-- PROBLEM REQUIREMENTS --
From the records below, print exactly the lines starting at the one containing "const ADV_FLAGS: u8 = 0x02;" and ending at the one containing "let mut end = name.len().min(room);", ends included, and nothing else.

-- DATA PROVIDED --
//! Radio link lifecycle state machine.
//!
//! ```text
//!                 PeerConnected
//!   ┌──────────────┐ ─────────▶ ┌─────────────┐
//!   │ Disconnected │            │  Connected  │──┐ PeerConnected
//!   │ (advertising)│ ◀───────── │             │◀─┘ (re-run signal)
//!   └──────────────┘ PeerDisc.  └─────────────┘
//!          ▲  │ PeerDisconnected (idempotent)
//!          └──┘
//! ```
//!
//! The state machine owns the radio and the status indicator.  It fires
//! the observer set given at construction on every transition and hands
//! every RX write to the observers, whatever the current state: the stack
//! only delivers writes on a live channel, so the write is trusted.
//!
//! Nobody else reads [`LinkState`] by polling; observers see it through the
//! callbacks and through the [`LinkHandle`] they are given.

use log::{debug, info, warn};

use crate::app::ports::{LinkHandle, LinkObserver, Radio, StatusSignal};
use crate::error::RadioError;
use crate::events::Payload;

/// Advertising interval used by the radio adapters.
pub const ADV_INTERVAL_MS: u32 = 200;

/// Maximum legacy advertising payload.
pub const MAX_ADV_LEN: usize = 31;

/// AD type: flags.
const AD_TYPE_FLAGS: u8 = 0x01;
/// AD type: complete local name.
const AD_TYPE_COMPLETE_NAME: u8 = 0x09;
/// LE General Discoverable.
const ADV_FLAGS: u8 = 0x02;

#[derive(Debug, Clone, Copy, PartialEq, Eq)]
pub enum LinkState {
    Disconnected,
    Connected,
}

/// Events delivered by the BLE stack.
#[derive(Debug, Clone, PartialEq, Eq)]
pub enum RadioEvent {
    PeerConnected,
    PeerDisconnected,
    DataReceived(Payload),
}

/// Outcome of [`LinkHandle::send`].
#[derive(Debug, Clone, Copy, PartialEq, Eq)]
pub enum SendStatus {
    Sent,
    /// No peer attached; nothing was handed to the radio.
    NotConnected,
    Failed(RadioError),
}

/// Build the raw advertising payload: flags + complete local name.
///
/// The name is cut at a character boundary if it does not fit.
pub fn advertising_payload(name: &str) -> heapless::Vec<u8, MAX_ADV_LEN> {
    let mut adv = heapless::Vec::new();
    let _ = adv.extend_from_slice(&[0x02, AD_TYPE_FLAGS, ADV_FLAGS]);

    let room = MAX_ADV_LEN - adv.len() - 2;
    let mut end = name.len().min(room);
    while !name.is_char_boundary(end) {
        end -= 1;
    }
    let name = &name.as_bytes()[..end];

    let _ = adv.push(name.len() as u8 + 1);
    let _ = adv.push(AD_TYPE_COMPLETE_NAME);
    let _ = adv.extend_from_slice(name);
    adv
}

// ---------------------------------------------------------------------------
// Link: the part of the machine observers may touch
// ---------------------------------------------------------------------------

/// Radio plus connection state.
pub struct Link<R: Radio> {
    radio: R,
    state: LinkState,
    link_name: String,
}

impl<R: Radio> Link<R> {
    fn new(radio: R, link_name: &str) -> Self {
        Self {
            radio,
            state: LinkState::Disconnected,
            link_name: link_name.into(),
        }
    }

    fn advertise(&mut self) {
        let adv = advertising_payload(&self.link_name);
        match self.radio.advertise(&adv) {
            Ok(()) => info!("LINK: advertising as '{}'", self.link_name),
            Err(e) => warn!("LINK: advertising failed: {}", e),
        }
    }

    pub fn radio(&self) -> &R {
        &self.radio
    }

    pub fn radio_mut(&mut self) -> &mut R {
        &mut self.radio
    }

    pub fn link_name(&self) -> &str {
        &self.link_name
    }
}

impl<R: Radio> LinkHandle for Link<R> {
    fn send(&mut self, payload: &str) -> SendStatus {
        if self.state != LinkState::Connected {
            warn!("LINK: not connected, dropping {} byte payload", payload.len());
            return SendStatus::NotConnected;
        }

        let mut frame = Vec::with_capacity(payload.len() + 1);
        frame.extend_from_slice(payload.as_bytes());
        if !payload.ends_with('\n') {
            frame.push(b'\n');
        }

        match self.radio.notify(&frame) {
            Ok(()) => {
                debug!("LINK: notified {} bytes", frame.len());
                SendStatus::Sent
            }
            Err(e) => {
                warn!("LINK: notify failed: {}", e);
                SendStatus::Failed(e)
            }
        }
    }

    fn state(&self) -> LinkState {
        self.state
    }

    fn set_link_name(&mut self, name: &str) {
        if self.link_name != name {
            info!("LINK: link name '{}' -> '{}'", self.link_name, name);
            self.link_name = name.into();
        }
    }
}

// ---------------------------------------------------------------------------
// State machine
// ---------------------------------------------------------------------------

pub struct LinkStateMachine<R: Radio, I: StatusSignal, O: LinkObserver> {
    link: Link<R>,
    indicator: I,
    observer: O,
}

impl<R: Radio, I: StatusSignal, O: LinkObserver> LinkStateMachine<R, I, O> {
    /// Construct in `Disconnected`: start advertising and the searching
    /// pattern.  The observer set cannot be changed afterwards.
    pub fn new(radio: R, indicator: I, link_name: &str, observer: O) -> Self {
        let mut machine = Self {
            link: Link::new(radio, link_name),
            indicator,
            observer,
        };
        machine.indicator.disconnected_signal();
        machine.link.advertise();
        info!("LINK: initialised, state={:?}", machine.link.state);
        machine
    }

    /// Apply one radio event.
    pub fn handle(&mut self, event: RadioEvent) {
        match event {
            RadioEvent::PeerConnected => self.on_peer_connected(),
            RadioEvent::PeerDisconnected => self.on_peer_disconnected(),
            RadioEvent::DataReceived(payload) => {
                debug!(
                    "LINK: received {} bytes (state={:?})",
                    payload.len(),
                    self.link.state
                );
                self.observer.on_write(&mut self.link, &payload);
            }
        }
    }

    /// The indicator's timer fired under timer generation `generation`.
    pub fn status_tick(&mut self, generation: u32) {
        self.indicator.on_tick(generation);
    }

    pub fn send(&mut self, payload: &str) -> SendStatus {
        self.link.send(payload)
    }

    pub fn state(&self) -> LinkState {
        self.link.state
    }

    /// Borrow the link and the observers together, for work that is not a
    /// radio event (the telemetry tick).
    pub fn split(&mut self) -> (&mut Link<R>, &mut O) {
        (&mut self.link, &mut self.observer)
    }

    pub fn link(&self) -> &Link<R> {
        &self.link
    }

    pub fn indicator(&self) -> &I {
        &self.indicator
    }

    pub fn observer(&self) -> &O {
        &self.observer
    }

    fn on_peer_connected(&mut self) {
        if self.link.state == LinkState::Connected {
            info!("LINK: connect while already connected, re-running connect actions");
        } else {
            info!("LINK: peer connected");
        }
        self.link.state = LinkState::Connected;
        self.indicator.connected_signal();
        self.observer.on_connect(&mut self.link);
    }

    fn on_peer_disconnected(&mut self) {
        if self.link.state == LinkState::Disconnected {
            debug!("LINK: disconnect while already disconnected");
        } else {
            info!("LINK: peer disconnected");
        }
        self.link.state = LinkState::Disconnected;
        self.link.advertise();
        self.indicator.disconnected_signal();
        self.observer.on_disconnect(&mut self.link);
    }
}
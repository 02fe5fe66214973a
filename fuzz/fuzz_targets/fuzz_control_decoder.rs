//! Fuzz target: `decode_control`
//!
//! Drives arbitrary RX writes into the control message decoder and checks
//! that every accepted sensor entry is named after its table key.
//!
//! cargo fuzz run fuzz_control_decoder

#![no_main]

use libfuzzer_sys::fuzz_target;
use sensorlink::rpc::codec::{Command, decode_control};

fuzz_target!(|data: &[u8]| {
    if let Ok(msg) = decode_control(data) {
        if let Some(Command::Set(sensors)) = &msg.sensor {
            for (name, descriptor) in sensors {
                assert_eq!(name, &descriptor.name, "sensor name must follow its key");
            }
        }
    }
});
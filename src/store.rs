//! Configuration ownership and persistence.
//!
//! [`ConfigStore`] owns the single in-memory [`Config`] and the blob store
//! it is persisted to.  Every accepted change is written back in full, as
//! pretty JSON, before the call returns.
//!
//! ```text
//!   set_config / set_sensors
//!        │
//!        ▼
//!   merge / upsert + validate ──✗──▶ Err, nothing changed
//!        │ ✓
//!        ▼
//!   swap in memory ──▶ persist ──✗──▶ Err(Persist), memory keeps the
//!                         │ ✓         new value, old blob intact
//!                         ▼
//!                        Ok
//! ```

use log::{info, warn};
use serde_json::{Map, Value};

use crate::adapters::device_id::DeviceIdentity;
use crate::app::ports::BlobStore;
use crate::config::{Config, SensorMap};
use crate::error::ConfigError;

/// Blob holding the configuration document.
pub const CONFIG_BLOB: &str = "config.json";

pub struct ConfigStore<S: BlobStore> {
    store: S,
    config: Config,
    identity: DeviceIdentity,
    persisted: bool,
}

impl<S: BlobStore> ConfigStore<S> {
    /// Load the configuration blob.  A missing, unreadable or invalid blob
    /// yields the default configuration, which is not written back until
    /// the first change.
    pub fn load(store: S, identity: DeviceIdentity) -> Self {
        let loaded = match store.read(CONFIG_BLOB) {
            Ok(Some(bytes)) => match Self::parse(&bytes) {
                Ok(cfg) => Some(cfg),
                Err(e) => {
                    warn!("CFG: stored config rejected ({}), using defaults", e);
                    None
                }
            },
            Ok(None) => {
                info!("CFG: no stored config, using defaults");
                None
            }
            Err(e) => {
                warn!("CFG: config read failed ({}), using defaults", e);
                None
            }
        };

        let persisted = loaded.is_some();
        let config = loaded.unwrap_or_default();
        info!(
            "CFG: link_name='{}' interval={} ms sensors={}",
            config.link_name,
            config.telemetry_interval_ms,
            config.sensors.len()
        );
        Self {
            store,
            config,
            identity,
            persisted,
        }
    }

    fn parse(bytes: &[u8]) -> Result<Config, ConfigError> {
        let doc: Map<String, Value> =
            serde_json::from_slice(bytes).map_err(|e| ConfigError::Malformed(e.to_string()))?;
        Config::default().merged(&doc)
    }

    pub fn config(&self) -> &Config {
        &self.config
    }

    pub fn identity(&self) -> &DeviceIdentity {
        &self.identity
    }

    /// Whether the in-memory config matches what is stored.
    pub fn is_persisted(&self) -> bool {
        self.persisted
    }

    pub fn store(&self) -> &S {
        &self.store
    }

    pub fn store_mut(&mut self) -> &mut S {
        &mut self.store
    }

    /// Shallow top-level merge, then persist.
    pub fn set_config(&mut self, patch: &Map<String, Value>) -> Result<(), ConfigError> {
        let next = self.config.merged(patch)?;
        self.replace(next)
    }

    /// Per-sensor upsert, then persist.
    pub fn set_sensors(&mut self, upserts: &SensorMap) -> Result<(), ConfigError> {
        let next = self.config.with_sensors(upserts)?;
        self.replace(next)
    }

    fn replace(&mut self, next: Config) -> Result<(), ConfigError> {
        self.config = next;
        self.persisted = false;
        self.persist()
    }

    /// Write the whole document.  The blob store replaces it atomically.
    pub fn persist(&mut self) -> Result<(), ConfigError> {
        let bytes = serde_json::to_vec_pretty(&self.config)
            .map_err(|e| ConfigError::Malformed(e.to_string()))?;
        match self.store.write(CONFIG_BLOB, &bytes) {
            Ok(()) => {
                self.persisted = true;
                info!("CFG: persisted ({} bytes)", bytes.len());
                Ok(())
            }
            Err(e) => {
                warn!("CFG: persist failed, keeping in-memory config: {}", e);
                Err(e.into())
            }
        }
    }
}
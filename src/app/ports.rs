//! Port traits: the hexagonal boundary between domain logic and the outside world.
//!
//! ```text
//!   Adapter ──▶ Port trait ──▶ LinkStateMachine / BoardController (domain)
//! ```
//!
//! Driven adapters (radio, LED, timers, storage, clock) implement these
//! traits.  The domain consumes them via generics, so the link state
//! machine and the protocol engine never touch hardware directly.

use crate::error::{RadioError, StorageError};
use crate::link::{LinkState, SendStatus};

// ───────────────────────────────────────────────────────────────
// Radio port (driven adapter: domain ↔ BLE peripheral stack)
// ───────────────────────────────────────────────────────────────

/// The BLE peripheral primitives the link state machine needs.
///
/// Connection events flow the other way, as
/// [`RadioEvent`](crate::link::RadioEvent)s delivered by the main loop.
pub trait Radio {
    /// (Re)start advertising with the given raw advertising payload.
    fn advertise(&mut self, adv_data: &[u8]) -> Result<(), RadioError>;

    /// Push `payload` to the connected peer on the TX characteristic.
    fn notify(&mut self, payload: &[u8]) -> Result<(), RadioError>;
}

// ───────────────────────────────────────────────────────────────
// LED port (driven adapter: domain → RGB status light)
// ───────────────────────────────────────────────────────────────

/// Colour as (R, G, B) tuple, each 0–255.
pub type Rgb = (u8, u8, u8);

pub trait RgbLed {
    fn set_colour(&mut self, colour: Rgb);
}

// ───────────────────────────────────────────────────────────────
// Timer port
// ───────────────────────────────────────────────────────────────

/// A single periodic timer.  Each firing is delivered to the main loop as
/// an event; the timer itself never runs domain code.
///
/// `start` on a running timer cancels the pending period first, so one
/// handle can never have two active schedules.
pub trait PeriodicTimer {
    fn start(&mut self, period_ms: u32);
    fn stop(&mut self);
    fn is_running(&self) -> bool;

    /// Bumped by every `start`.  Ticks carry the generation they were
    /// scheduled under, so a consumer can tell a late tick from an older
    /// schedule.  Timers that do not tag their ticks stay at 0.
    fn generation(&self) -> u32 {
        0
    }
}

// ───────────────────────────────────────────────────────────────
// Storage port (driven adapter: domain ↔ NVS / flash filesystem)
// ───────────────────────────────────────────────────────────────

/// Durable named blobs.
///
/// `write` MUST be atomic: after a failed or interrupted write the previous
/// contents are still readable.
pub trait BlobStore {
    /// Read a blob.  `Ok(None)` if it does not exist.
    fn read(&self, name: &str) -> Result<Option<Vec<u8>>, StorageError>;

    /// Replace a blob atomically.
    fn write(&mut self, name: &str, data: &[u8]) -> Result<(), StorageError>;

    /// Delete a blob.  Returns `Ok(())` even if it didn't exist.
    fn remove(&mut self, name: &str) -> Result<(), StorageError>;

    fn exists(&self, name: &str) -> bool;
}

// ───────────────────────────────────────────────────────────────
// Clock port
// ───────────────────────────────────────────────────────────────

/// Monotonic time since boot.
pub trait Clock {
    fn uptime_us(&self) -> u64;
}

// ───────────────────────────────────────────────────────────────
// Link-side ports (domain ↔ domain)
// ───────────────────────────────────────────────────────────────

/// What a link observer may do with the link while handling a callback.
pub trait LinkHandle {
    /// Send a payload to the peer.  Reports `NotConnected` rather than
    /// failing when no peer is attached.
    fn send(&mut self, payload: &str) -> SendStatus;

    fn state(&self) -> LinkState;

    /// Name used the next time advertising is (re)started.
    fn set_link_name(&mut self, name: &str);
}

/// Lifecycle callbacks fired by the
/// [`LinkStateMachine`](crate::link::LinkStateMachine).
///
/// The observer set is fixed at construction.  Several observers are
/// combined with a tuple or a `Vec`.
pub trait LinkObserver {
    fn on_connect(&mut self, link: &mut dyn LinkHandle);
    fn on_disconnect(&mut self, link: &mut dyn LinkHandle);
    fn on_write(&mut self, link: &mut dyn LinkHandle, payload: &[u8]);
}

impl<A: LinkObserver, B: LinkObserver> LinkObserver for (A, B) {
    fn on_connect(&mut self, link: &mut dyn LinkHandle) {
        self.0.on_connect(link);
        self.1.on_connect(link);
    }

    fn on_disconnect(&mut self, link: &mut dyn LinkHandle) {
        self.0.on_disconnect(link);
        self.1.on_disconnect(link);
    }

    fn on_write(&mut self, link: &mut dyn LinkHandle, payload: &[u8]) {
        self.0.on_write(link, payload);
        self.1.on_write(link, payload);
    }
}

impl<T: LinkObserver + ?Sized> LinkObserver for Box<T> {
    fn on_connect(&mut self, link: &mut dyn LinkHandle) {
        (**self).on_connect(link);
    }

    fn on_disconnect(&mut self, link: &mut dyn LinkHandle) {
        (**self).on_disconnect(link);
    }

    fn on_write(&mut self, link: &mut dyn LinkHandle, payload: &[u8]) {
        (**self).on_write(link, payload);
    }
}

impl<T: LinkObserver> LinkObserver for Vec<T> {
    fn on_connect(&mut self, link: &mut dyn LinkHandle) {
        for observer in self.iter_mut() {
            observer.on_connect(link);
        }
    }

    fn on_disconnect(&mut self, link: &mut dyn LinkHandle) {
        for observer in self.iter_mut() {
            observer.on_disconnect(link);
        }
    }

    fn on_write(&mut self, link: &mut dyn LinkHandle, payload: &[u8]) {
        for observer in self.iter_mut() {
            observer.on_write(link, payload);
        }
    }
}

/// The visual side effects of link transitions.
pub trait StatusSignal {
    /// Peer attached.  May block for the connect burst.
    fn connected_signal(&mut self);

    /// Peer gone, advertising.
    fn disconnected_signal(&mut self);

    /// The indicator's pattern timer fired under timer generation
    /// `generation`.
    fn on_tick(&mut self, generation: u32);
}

-- THE ANSWER --
const ADV_FLAGS: u8 = 0x02;

#[derive(Debug, Clone, Copy, PartialEq, Eq)]
pub enum LinkState {
    Disconnected,
    Connected,
}

/// Events delivered by the BLE stack.
#[derive(Debug, Clone, PartialEq, Eq)]
pub enum RadioEvent {
    PeerConnected,
    PeerDisconnected,
    DataReceived(Payload),
}

/// Outcome of [`LinkHandle::send`].
#[derive(Debug, Clone, Copy, PartialEq, Eq)]
pub enum SendStatus {
    Sent,
    /// No peer attached; nothing was handed to the radio.
    NotConnected,
    Failed(RadioError),
}

/// Build the raw advertising payload: flags + complete local name.
///
/// The name is cut at a character boundary if it does not fit.
pub fn advertising_payload(name: &str) -> heapless::Vec<u8, MAX_ADV_LEN> {
    let mut adv = heapless::Vec::new();
    let _ = adv.extend_from_slice(&[0x02, AD_TYPE_FLAGS, ADV_FLAGS]);

    let room = MAX_ADV_LEN - adv.len() - 2;
    let mut end = name.len().min(room);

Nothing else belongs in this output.